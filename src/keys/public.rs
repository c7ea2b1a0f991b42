use std::fmt;
use std::sync::Arc;

use super::PUBLIC_KEY_LENGTH;
use crate::error::Error;
use crate::math::field::{Fe25519, FieldElement};
use crate::math::fixed::FixedPoint;
use crate::math::group::GroupElement;
use crate::params::ParameterSpec;

/// An Ed25519 public key.
///
/// Holds the canonical encoding of `A`, the decoded point, and `−A` with
/// its own lazily built odd-multiple table for verification.
#[derive(Clone)]
pub struct PublicKey<F: FieldElement = Fe25519> {
    bytes: [u8; PUBLIC_KEY_LENGTH],
    point: GroupElement<F>,
    negated: FixedPoint<F>,
    params: Arc<ParameterSpec<F>>,
}

impl<F: FieldElement> PublicKey<F> {
    /// Decodes and validates an encoded public key.
    pub fn from_bytes(bytes: &[u8], params: Arc<ParameterSpec<F>>) -> Result<Self, Error> {
        let expected = params.encoded_length();
        if bytes.len() != expected {
            return Err(Error::InvalidLength {
                expected,
                actual: bytes.len(),
            });
        }

        let point = params.curve().decode_point(bytes)?;
        Self::from_point(point, params)
    }

    /// Wraps a point given in P2, P3 or P1P1.
    ///
    /// Points that do not satisfy the curve equation are rejected with
    /// [`Error::InvalidPoint`].
    pub fn from_point(point: GroupElement<F>, params: Arc<ParameterSpec<F>>) -> Result<Self, Error> {
        if !point.is_on_curve(params.curve()) {
            return Err(Error::InvalidPoint);
        }
        let point = FixedPoint::new(Arc::clone(params.curve()), point)?;
        let negated = point.negate();

        Ok(Self {
            bytes: point.to_bytes(),
            point: point.point().clone(),
            negated,
            params,
        })
    }

    /// The canonical encoding of `A`.
    #[inline]
    pub fn as_bytes(&self) -> &[u8; PUBLIC_KEY_LENGTH] {
        &self.bytes
    }

    #[inline]
    pub fn to_bytes(&self) -> [u8; PUBLIC_KEY_LENGTH] {
        self.bytes
    }

    /// `A` in P3.
    #[inline]
    pub fn point(&self) -> &GroupElement<F> {
        &self.point
    }

    /// `−A`, the operand of the verification equation.
    #[inline]
    pub fn negated(&self) -> &FixedPoint<F> {
        &self.negated
    }

    #[inline]
    pub fn params(&self) -> &Arc<ParameterSpec<F>> {
        &self.params
    }
}

impl<F: FieldElement> PartialEq for PublicKey<F> {
    fn eq(&self, other: &Self) -> bool {
        self.bytes == other.bytes
    }
}

impl<F: FieldElement> Eq for PublicKey<F> {}

impl<F: FieldElement> fmt::Debug for PublicKey<F> {
    fn fmt(&self, f: &mut fmt::Formatter<'_>) -> fmt::Result {
        write!(f, "PublicKey(")?;
        for byte in self.bytes {
            write!(f, "{byte:02x}")?;
        }
        write!(f, ")")
    }
}
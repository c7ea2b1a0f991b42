use std::fmt;

use super::SIGNATURE_LENGTH;
use crate::error::Error;
use crate::math::ct::ConstantTimeEq;

/// An Ed25519 signature: the encoded point `R` followed by the scalar `S`.
#[derive(Clone, Copy)]
pub struct Signature([u8; SIGNATURE_LENGTH]);

impl Signature {
    pub fn from_bytes(bytes: &[u8]) -> Result<Self, Error> {
        bytes
            .try_into()
            .map(Signature)
            .map_err(|_| Error::InvalidSignatureLength {
                expected: SIGNATURE_LENGTH,
                actual: bytes.len(),
            })
    }

    pub(crate) fn from_parts(r: &[u8; 32], s: &[u8; 32]) -> Self {
        let mut bytes = [0u8; SIGNATURE_LENGTH];
        bytes[..32].copy_from_slice(r);
        bytes[32..].copy_from_slice(s);
        Signature(bytes)
    }

    /// The encoded commitment `R`.
    pub fn r_bytes(&self) -> &[u8] {
        &self.0[..32]
    }

    /// The response scalar `S`.
    pub fn s_bytes(&self) -> &[u8] {
        &self.0[32..]
    }

    #[inline]
    pub fn as_bytes(&self) -> &[u8; SIGNATURE_LENGTH] {
        &self.0
    }

    #[inline]
    pub fn to_bytes(&self) -> [u8; SIGNATURE_LENGTH] {
        self.0
    }
}

impl AsRef<[u8]> for Signature {
    fn as_ref(&self) -> &[u8] {
        &self.0
    }
}

impl PartialEq for Signature {
    fn eq(&self, other: &Self) -> bool {
        self.0.ct_eq(&other.0)
    }
}

impl Eq for Signature {}

impl fmt::Debug for Signature {
    fn fmt(&self, f: &mut fmt::Formatter<'_>) -> fmt::Result {
        write!(f, "Signature(")?;
        for byte in self.0 {
            write!(f, "{byte:02x}")?;
        }
        write!(f, ")")
    }
}
//! Parameter sets: which curve, which base point, which hash.

mod named;

pub use named::{ED_25519, NamedCurveSpec, NamedCurveTable, ed25519};

use std::fmt;
use std::sync::Arc;

use sha2::digest::DynDigest;
use sha2::{Sha256, Sha384, Sha512};
use tracing::debug;

use crate::error::Error;
use crate::math::curve::{Curve, ED25519_BASE};
use crate::math::field::{Fe25519, FieldElement};
use crate::math::fixed::FixedPoint;
use crate::math::group::GroupElement;
use crate::math::scalar::{Ed25519ScalarOps, ScalarOps};

/// Digest families a parameter set may declare.
#[derive(Clone, Copy, Debug, PartialEq, Eq, Hash)]
pub enum HashAlgorithm {
    Sha256,
    Sha384,
    Sha512,
}

impl HashAlgorithm {
    /// The conventional algorithm name, e.g. `"SHA-512"`.
    pub const fn name(self) -> &'static str {
        match self {
            HashAlgorithm::Sha256 => "SHA-256",
            HashAlgorithm::Sha384 => "SHA-384",
            HashAlgorithm::Sha512 => "SHA-512",
        }
    }

    /// Output length in bytes.
    pub const fn output_size(self) -> usize {
        match self {
            HashAlgorithm::Sha256 => 32,
            HashAlgorithm::Sha384 => 48,
            HashAlgorithm::Sha512 => 64,
        }
    }

    /// Looks an algorithm up by name, ignoring case.
    pub fn from_name(name: &str) -> Option<Self> {
        [
            HashAlgorithm::Sha256,
            HashAlgorithm::Sha384,
            HashAlgorithm::Sha512,
        ]
        .into_iter()
        .find(|algorithm| algorithm.name().eq_ignore_ascii_case(name))
    }

    /// A fresh digest instance.
    pub fn digest(self) -> Box<dyn DynDigest + Send> {
        match self {
            HashAlgorithm::Sha256 => Box::new(Sha256::default()),
            HashAlgorithm::Sha384 => Box::new(Sha384::default()),
            HashAlgorithm::Sha512 => Box::new(Sha512::default()),
        }
    }
}

impl fmt::Display for HashAlgorithm {
    fn fmt(&self, f: &mut fmt::Formatter<'_>) -> fmt::Result {
        f.write_str(self.name())
    }
}

/// Everything needed to derive keys, sign and verify.
///
/// The base point owns its precomputed tables, so sharing one
/// `ParameterSpec` (behind an `Arc`) shares the tables too.
#[derive(Clone, Debug)]
pub struct ParameterSpec<F: FieldElement = Fe25519> {
    curve: Arc<Curve<F>>,
    hash: HashAlgorithm,
    scalar_ops: Arc<dyn ScalarOps>,
    base: FixedPoint<F>,
}

impl<F: FieldElement> ParameterSpec<F> {
    /// Assembles a parameter set.
    ///
    /// The hash must produce exactly `b / 4` bytes: half keys the nonce,
    /// half becomes the secret scalar.
    pub fn new(
        curve: Arc<Curve<F>>,
        hash: HashAlgorithm,
        scalar_ops: Arc<dyn ScalarOps>,
        base: GroupElement<F>,
    ) -> Result<Self, Error> {
        let expected = curve.field().b() / 4;
        if hash.output_size() != expected {
            return Err(Error::HashLengthMismatch {
                expected,
                actual: hash.output_size(),
            });
        }

        let base = FixedPoint::new(Arc::clone(&curve), base)?;
        debug!(b = curve.field().b(), hash = %hash, "created parameter spec");

        Ok(Self {
            curve,
            hash,
            scalar_ops,
            base,
        })
    }

    /// Ed25519 over the backend `F`: SHA-512 and the standard base point.
    pub fn ed25519() -> Result<Self, Error> {
        let curve = Arc::new(Curve::ed25519()?);
        let base = curve.decode_point(&ED25519_BASE)?;
        Self::new(curve, HashAlgorithm::Sha512, Arc::new(Ed25519ScalarOps), base)
    }

    #[inline]
    pub fn curve(&self) -> &Arc<Curve<F>> {
        &self.curve
    }

    #[inline]
    pub fn hash_algorithm(&self) -> HashAlgorithm {
        self.hash
    }

    #[inline]
    pub fn scalar_ops(&self) -> &dyn ScalarOps {
        &*self.scalar_ops
    }

    /// The base point `B` with its tables.
    #[inline]
    pub fn base_point(&self) -> &FixedPoint<F> {
        &self.base
    }

    /// Encoding bit width `b`.
    #[inline]
    pub fn b(&self) -> usize {
        self.curve.field().b()
    }

    /// `b / 8`: seeds, points and scalars.
    #[inline]
    pub fn encoded_length(&self) -> usize {
        self.b() / 8
    }

    /// `b / 4`: seed hashes and signatures.
    #[inline]
    pub fn signature_length(&self) -> usize {
        self.b() / 4
    }
}
use eddsa::math::{Fe25519, FieldElement};

use criterion::{Criterion, criterion_group, criterion_main};
use std::hint::black_box;

pub fn bench_field(c: &mut Criterion) {
    let a = Fe25519::from_bytes(&[0x5a; 32]).unwrap();
    let b = Fe25519::from_bytes(&[0x3c; 32]).unwrap();

    c.bench_function("fe25519 multiply", |bench| {
        bench.iter(|| black_box(&a).multiply(black_box(&b)))
    });

    c.bench_function("fe25519 square", |bench| {
        bench.iter(|| black_box(&a).square())
    });

    c.bench_function("fe25519 invert", |bench| {
        bench.iter(|| black_box(&a).invert())
    });

    c.bench_function("fe25519 encode", |bench| {
        bench.iter(|| black_box(&a).to_bytes())
    });
}

criterion_group!(benches, bench_field);
criterion_main!(benches);
//! Ed25519 keys and signatures.
//!
//! Private keys are expanded from a 32-byte seed as in RFC 8032: the seed
//! is hashed, the low half of the digest is clamped into the secret scalar
//! `a`, and the high half keys the deterministic nonce. Public keys carry
//! the decoded point `A` and its negation, which verification consumes.

/// Key-pair generation from a caller-supplied RNG.
mod generator;

/// Secret signing keys.
mod private;

/// Public verification keys.
mod public;

/// The 64-byte `R ‖ S` signature value.
mod signature;

pub use generator::KeyPairGenerator;
pub use private::PrivateKey;
pub use public::PublicKey;
pub use signature::Signature;

/// Length of a private seed.
pub const SEED_LENGTH: usize = 32;

/// Length of an encoded public key.
pub const PUBLIC_KEY_LENGTH: usize = 32;

/// Length of `H(seed)`.
pub const SEED_HASH_LENGTH: usize = 64;

/// Length of an encoded signature.
pub const SIGNATURE_LENGTH: usize = 64;

/// Clamps the low half of a seed hash into an Ed25519 secret scalar.
///
/// Clears the three low bits (a multiple of the cofactor), clears bit 255
/// and sets bit 254.
#[inline]
pub fn clamp(scalar: &mut [u8; 32]) {
    scalar[0] &= 248;
    scalar[31] &= 63;
    scalar[31] |= 64;
}
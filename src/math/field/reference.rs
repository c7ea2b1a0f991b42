//! Arbitrary-precision field backend.
//!
//! Every value is kept fully reduced in `[0, q)`, so equality is plain
//! integer equality. This backend is slow and not constant-time; it exists
//! to check [`Fe25519`](super::Fe25519) against an obviously correct model.

use std::fmt;

use num_bigint::BigUint;
use num_traits::{One, Zero};
use once_cell::sync::Lazy;

use super::{ENCODED_LENGTH, FieldElement};
use crate::error::Error;

/// `2²⁵⁵ − 19`.
static MODULUS: Lazy<BigUint> = Lazy::new(|| (BigUint::one() << 255u32) - 19u32);

/// `q − 2`, the inversion exponent.
static INVERT_EXPONENT: Lazy<BigUint> = Lazy::new(|| &*MODULUS - 2u32);

/// `(q − 5) / 8`.
static SQRT_EXPONENT: Lazy<BigUint> = Lazy::new(|| (&*MODULUS - 5u32) >> 3u32);

#[derive(Clone, PartialEq, Eq, Hash)]
pub struct BigFieldElement(BigUint);

impl BigFieldElement {
    fn reduced(value: BigUint) -> Self {
        BigFieldElement(value % &*MODULUS)
    }

    /// The reduced value.
    pub fn value(&self) -> &BigUint {
        &self.0
    }
}

impl From<BigUint> for BigFieldElement {
    fn from(value: BigUint) -> Self {
        Self::reduced(value)
    }
}

impl FieldElement for BigFieldElement {
    fn zero() -> Self {
        BigFieldElement(BigUint::zero())
    }

    fn one() -> Self {
        BigFieldElement(BigUint::one())
    }

    fn from_bytes(bytes: &[u8]) -> Result<Self, Error> {
        let mut bytes: [u8; ENCODED_LENGTH] =
            bytes.try_into().map_err(|_| Error::InvalidLength {
                expected: ENCODED_LENGTH,
                actual: bytes.len(),
            })?;
        bytes[ENCODED_LENGTH - 1] &= 0x7f;
        Ok(Self::reduced(BigUint::from_bytes_le(&bytes)))
    }

    fn to_bytes(&self) -> [u8; ENCODED_LENGTH] {
        let mut out = [0u8; ENCODED_LENGTH];
        let le = self.0.to_bytes_le();
        out[..le.len()].copy_from_slice(&le);
        out
    }

    fn add(&self, rhs: &Self) -> Self {
        Self::reduced(&self.0 + &rhs.0)
    }

    fn subtract(&self, rhs: &Self) -> Self {
        Self::reduced(&self.0 + &*MODULUS - &rhs.0)
    }

    fn negate(&self) -> Self {
        Self::reduced(&*MODULUS - &self.0)
    }

    fn multiply(&self, rhs: &Self) -> Self {
        Self::reduced(&self.0 * &rhs.0)
    }

    fn square(&self) -> Self {
        self.multiply(self)
    }

    fn square_and_double(&self) -> Self {
        Self::reduced((&self.0 * &self.0) << 1u32)
    }

    fn invert(&self) -> Self {
        BigFieldElement(self.0.modpow(&INVERT_EXPONENT, &MODULUS))
    }

    fn pow22523(&self) -> Self {
        BigFieldElement(self.0.modpow(&SQRT_EXPONENT, &MODULUS))
    }

    fn cmov(&self, other: &Self, bit: u8) -> Self {
        if bit & 1 == 1 { other.clone() } else { self.clone() }
    }

    fn is_non_zero(&self) -> bool {
        !self.0.is_zero()
    }
}

impl fmt::Debug for BigFieldElement {
    fn fmt(&self, f: &mut fmt::Formatter<'_>) -> fmt::Result {
        write!(f, "BigFieldElement({:x})", self.0)
    }
}
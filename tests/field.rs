use eddsa::Error;
use eddsa::math::curve::ED25519_Q;
use eddsa::math::{BigFieldElement, Fe25519, FieldElement, FiniteField};

use rand::rngs::StdRng;
use rand::{RngCore, SeedableRng};

fn random_bytes(rng: &mut StdRng) -> [u8; 32] {
    let mut bytes = [0u8; 32];
    rng.fill_bytes(&mut bytes);
    bytes
}

fn pair(bytes: &[u8; 32]) -> (Fe25519, BigFieldElement) {
    (
        Fe25519::from_bytes(bytes).unwrap(),
        BigFieldElement::from_bytes(bytes).unwrap(),
    )
}

#[test]
fn limb_backend_matches_big_integer_backend() {
    let mut rng = StdRng::seed_from_u64(0x25519);

    for _ in 0..200 {
        let (a, a_ref) = pair(&random_bytes(&mut rng));
        let (b, b_ref) = pair(&random_bytes(&mut rng));

        assert_eq!(a.to_bytes(), a_ref.to_bytes(), "decode");
        assert_eq!(a.add(&b).to_bytes(), a_ref.add(&b_ref).to_bytes(), "add");
        assert_eq!(
            a.subtract(&b).to_bytes(),
            a_ref.subtract(&b_ref).to_bytes(),
            "subtract"
        );
        assert_eq!(
            a.multiply(&b).to_bytes(),
            a_ref.multiply(&b_ref).to_bytes(),
            "multiply"
        );
        assert_eq!(a.square().to_bytes(), a_ref.square().to_bytes(), "square");
        assert_eq!(
            a.square_and_double().to_bytes(),
            a_ref.square_and_double().to_bytes(),
            "square_and_double"
        );
        assert_eq!(a.negate().to_bytes(), a_ref.negate().to_bytes(), "negate");
        assert_eq!(a.invert().to_bytes(), a_ref.invert().to_bytes(), "invert");
        assert_eq!(
            a.pow22523().to_bytes(),
            a_ref.pow22523().to_bytes(),
            "pow22523"
        );
        assert_eq!(a.is_negative(), a_ref.is_negative(), "is_negative");
    }
}

#[test]
fn long_operation_chains_stay_reduced() {
    let mut rng = StdRng::seed_from_u64(7);
    let (mut a, mut a_ref) = pair(&random_bytes(&mut rng));
    let (b, b_ref) = pair(&random_bytes(&mut rng));

    for _ in 0..100 {
        a = a.add(&b).multiply(&a).subtract(&b).negate().square_and_double();
        a_ref = a_ref
            .add(&b_ref)
            .multiply(&a_ref)
            .subtract(&b_ref)
            .negate()
            .square_and_double();
    }

    assert_eq!(a.to_bytes(), a_ref.to_bytes());
}

#[test]
fn invert_is_multiplicative_inverse() {
    let mut rng = StdRng::seed_from_u64(11);

    for _ in 0..50 {
        let a = Fe25519::from_bytes(&random_bytes(&mut rng)).unwrap();
        if !a.is_non_zero() {
            continue;
        }
        assert_eq!(a.multiply(&a.invert()), Fe25519::one());
        assert_eq!(a.divide(&a), Fe25519::one());
    }
}

#[test]
fn exponent_chains_match_generic_pow() {
    let field = FiniteField::<Fe25519>::new(256, &ED25519_Q).unwrap();
    let mut rng = StdRng::seed_from_u64(13);

    for _ in 0..10 {
        let a = Fe25519::from_bytes(&random_bytes(&mut rng)).unwrap();
        assert_eq!(a.pow(field.q_minus_2()), a.invert());
        assert_eq!(a.pow(field.q_minus_5_div_8()), a.pow22523());
    }
}

#[test]
fn field_constants() {
    let field = FiniteField::<Fe25519>::new(256, &ED25519_Q).unwrap();

    assert_eq!(field.b(), 256);
    assert_eq!(field.q(), &ED25519_Q);
    assert_eq!(field.zero(), &Fe25519::zero());
    assert_eq!(field.one(), &Fe25519::one());
    assert_eq!(field.two(), &Fe25519::one().add_one());
    assert_eq!(field.four(), &field.two().add(field.two()));
    assert_eq!(field.five(), &field.four().add_one());
    assert_eq!(field.eight(), &field.four().add(field.four()));

    let mut q_minus_2 = ED25519_Q;
    q_minus_2[0] -= 2;
    assert_eq!(field.q_minus_2(), &q_minus_2);

    // (2^255 - 24) / 8 = 2^252 - 3
    let mut expected = [0xffu8; 32];
    expected[0] = 0xfd;
    expected[31] = 0x0f;
    assert_eq!(field.q_minus_5_div_8(), &expected);
}

#[test]
fn encoding_is_canonical() {
    // q itself decodes to zero, q + 1 to one.
    let zero = Fe25519::from_bytes(&ED25519_Q).unwrap();
    assert_eq!(zero.to_bytes(), [0u8; 32]);
    assert!(!zero.is_non_zero());

    let mut q_plus_1 = ED25519_Q;
    q_plus_1[0] += 1;
    assert_eq!(Fe25519::from_bytes(&q_plus_1).unwrap(), Fe25519::one());

    // Bit 255 is ignored.
    let mut high = [0u8; 32];
    high[0] = 9;
    high[31] = 0x80;
    let mut low = [0u8; 32];
    low[0] = 9;
    assert_eq!(
        Fe25519::from_bytes(&high).unwrap(),
        Fe25519::from_bytes(&low).unwrap()
    );

    // 2^255 - 1 reduces to 18.
    let mut all = [0xffu8; 32];
    all[31] = 0x7f;
    let mut eighteen = [0u8; 32];
    eighteen[0] = 18;
    assert_eq!(Fe25519::from_bytes(&all).unwrap().to_bytes(), eighteen);
}

#[test]
fn negative_means_odd() {
    let one = Fe25519::one();
    assert!(one.is_negative());
    assert!(!one.add_one().is_negative());
    // -1 = q - 1 is even.
    assert!(!one.negate().is_negative());
    assert_eq!(one.subtract_one(), Fe25519::zero());
}

#[test]
fn cmov_selects_without_mixing() {
    let a = Fe25519::one();
    let b = Fe25519::one().add_one().add_one();

    assert_eq!(a.cmov(&b, 0), a);
    assert_eq!(a.cmov(&b, 1), b);

    let a_ref = BigFieldElement::one();
    let b_ref = a_ref.add_one();
    assert_eq!(a_ref.cmov(&b_ref, 1), b_ref);
    assert_eq!(a_ref.cmov(&b_ref, 0), a_ref);
}

#[test]
fn wrong_length_is_rejected() {
    assert_eq!(
        Fe25519::from_bytes(&[0u8; 31]).unwrap_err(),
        Error::InvalidLength {
            expected: 32,
            actual: 31
        }
    );
    assert!(BigFieldElement::from_bytes(&[0u8; 33]).is_err());
    assert!(FiniteField::<Fe25519>::new(256, &[0u8; 16]).is_err());
}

Task prompt: Look through the listing and extract every line with "StdRng" in it.

Answer for this exercise:
use rand::rngs::StdRng;
fn random_bytes(rng: &mut StdRng) -> [u8; 32] {
    let mut rng = StdRng::seed_from_u64(0x25519);
    let mut rng = StdRng::seed_from_u64(7);
    let mut rng = StdRng::seed_from_u64(11);
    let mut rng = StdRng::seed_from_u64(13);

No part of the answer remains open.